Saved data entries
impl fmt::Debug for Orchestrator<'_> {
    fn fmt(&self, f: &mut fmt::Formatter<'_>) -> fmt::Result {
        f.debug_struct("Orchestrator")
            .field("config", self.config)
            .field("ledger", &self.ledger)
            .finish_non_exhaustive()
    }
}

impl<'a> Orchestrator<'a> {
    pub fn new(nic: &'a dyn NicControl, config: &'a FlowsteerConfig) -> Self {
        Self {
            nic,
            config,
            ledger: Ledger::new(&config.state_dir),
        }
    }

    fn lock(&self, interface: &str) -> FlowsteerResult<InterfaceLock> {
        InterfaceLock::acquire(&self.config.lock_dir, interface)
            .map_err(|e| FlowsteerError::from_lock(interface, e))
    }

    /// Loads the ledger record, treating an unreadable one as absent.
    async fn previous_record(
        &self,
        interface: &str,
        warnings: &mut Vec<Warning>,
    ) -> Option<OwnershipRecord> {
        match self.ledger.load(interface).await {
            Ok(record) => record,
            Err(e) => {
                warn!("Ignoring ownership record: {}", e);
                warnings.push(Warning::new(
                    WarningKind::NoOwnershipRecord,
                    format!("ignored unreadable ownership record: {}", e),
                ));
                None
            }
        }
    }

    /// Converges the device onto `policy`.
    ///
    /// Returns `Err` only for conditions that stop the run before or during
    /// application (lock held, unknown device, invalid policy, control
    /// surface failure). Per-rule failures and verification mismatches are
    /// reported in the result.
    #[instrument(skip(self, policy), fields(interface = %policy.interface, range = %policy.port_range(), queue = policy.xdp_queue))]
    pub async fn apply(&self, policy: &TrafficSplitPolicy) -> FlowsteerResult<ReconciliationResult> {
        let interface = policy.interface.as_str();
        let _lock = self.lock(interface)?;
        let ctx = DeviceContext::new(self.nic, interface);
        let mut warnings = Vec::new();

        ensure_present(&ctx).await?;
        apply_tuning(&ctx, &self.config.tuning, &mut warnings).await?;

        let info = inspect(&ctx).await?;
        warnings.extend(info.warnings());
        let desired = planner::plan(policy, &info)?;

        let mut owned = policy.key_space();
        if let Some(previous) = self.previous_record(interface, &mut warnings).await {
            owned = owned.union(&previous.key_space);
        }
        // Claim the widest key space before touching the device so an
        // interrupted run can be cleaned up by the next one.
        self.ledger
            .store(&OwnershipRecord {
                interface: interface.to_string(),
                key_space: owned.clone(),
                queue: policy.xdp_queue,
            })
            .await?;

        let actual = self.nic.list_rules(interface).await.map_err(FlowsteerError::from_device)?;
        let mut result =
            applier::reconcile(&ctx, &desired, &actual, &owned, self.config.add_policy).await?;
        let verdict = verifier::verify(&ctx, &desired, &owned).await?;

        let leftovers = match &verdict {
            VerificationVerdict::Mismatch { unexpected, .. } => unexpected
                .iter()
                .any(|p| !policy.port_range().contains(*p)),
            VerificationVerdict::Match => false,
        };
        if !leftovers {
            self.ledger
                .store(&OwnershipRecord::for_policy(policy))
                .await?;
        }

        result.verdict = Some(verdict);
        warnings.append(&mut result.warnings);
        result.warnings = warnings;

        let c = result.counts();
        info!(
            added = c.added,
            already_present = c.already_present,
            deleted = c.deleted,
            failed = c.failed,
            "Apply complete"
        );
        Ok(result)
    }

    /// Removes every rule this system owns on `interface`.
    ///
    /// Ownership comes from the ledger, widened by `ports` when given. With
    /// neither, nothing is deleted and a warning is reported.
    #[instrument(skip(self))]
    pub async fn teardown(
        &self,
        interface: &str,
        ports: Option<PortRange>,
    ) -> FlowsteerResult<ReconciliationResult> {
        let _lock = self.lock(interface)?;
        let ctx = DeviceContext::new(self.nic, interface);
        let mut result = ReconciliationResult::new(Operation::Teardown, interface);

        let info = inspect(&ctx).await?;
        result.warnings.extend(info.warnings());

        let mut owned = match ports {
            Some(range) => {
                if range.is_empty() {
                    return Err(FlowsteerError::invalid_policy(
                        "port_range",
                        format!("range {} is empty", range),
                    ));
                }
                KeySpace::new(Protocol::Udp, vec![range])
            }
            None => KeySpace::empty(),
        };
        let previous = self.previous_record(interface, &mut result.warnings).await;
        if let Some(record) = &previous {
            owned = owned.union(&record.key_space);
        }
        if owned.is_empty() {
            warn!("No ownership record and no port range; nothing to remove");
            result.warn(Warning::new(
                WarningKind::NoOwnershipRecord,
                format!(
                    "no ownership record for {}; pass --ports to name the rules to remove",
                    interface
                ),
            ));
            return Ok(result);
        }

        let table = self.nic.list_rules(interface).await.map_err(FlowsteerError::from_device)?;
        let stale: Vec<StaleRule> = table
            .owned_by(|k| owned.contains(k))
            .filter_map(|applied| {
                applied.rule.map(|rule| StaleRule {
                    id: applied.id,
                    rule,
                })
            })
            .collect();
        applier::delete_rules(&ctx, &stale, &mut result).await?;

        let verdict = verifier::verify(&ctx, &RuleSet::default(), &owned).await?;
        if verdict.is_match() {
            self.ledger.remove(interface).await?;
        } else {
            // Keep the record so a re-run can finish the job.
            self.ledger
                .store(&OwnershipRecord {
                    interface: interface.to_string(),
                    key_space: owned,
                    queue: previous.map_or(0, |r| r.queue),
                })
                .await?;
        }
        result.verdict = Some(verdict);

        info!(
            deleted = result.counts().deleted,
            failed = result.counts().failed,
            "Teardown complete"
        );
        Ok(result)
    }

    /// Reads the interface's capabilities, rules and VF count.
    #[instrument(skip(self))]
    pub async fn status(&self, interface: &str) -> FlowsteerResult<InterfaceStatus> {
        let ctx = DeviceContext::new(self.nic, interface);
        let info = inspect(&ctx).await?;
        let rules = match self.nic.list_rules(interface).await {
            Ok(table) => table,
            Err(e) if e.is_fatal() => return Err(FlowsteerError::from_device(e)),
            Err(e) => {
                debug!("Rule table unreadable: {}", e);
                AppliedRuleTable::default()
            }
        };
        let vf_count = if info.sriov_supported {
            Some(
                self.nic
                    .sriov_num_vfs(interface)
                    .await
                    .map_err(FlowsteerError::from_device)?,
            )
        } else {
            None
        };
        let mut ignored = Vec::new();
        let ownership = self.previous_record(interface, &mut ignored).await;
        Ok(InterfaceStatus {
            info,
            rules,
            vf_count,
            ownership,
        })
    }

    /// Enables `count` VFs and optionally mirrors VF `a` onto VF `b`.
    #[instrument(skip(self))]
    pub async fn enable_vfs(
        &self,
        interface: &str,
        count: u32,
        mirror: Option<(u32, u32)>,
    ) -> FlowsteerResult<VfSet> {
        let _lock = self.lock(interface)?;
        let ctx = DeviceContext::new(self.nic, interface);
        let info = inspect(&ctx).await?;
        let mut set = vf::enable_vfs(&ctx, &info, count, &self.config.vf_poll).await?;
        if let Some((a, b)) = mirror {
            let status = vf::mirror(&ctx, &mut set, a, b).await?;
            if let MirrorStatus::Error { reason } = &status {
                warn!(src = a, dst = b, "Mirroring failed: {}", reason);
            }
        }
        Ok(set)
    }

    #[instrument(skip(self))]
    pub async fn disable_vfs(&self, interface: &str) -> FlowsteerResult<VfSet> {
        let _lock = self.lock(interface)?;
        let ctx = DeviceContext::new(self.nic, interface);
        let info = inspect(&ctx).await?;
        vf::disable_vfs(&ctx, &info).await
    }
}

WHAT IS BEING ASKED: From the line containing "let vf_count = if" through the last line of the records, output each line exactly and nothing more.

RESPONSE BOX:
        let vf_count = if info.sriov_supported {
            Some(
                self.nic
                    .sriov_num_vfs(interface)
                    .await
                    .map_err(FlowsteerError::from_device)?,
            )
        } else {
            None
        };
        let mut ignored = Vec::new();
        let ownership = self.previous_record(interface, &mut ignored).await;
        Ok(InterfaceStatus {
            info,
            rules,
            vf_count,
            ownership,
        })
    }

    /// Enables `count` VFs and optionally mirrors VF `a` onto VF `b`.
    #[instrument(skip(self))]
    pub async fn enable_vfs(
        &self,
        interface: &str,
        count: u32,
        mirror: Option<(u32, u32)>,
    ) -> FlowsteerResult<VfSet> {
        let _lock = self.lock(interface)?;
        let ctx = DeviceContext::new(self.nic, interface);
        let info = inspect(&ctx).await?;
        let mut set = vf::enable_vfs(&ctx, &info, count, &self.config.vf_poll).await?;
        if let Some((a, b)) = mirror {
            let status = vf::mirror(&ctx, &mut set, a, b).await?;
            if let MirrorStatus::Error { reason } = &status {
                warn!(src = a, dst = b, "Mirroring failed: {}", reason);
            }
        }
        Ok(set)
    }

    #[instrument(skip(self))]
    pub async fn disable_vfs(&self, interface: &str) -> FlowsteerResult<VfSet> {
        let _lock = self.lock(interface)?;
        let ctx = DeviceContext::new(self.nic, interface);
        let info = inspect(&ctx).await?;
        vf::disable_vfs(&ctx, &info).await
    }
}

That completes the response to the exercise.